_Directions:_
Only the lines from the start of the entries up to and including the line with "let m = AlphaMask::from_raster(&r, 128);" should be written out, exactly as they stand.

_Data listing:_
|---|
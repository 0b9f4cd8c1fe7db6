use super::*;
use crate::foundation::core::Rgba8;

fn raster_with_alpha(w: u32, h: u32, alpha: impl Fn(u32, u32) -> u8) -> Raster {
    Raster::from_fn(w, h, |x, y| Rgba8::new(0, 0, 0, alpha(x, y))).unwrap()
}

#[test]
fn threshold_is_inclusive() {
    let r = raster_with_alpha(3, 1, |x, _| [127, 128, 129][x as usize]);
    let m = AlphaMask::from_raster(&r, 128);
    assert!(!m.is_solid(0, 0));
    assert!(m.is_solid(1, 0));
    assert!(m.is_solid(2, 0));
    assert_eq!(m.solid_count(), 2);
}

#[test]
fn out_of_raster_is_empty() {
    let r = raster_with_alpha(2, 2, |_, _| 255);
    let m = AlphaMask::from_raster(&r, 1);
    assert!(m.is_solid(0, 0));
    assert!(!m.is_solid(-1, 0));
    assert!(!m.is_solid(2, 1));
}

#[test]
fn bounds_are_tight_with_max_minus_min_extent() {
    let r = raster_with_alpha(10, 8, |x, y| {
        if (2..=6).contains(&x) && (3..=4).contains(&y) {
            255
        } else {
            0
        }
    });
    let b = AlphaMask::from_raster(&r, 128).bounds().unwrap();
    assert_eq!((b.min_x, b.min_y, b.max_x, b.max_y), (2, 3, 6, 4));
    assert_eq!((b.width(), b.height(), b.area()), (4, 1, 4));
}

#[test]
fn transparent_raster_has_no_bounds_and_single_pixel_has_zero_area() {
    let empty = raster_with_alpha(4, 4, |_, _| 0);
    assert!(AlphaMask::from_raster(&empty, 128).bounds().is_none());

    let single = raster_with_alpha(4, 4, |x, y| if x == 1 && y == 2 { 255 } else { 0 });
    let b = AlphaMask::from_raster(&single, 128).bounds().unwrap();
    assert_eq!(b.area(), 0);
}

#[test]
fn float_alpha_plane_uses_same_threshold() {
    let m = AlphaMask::from_alpha_f32(3, 1, &[0.0, 0.5, 1.0], 128).unwrap();
    assert!(!m.is_solid(0, 0));
    assert!(!m.is_solid(1, 0));
    assert!(m.is_solid(2, 0));
    assert!(AlphaMask::from_alpha_f32(3, 1, &[0.0], 128).is_err());
}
|---|
_Written reply:_
repository 0b9f4cd8c1fe7db6
use super::*;
use crate::foundation::core::Rgba8;

fn raster_with_alpha(w: u32, h: u32, alpha: impl Fn(u32, u32) -> u8) -> Raster {
    Raster::from_fn(w, h, |x, y| Rgba8::new(0, 0, 0, alpha(x, y))).unwrap()
}

#[test]
fn threshold_is_inclusive() {
    let r = raster_with_alpha(3, 1, |x, _| [127, 128, 129][x as usize]);
    let m = AlphaMask::from_raster(&r, 128);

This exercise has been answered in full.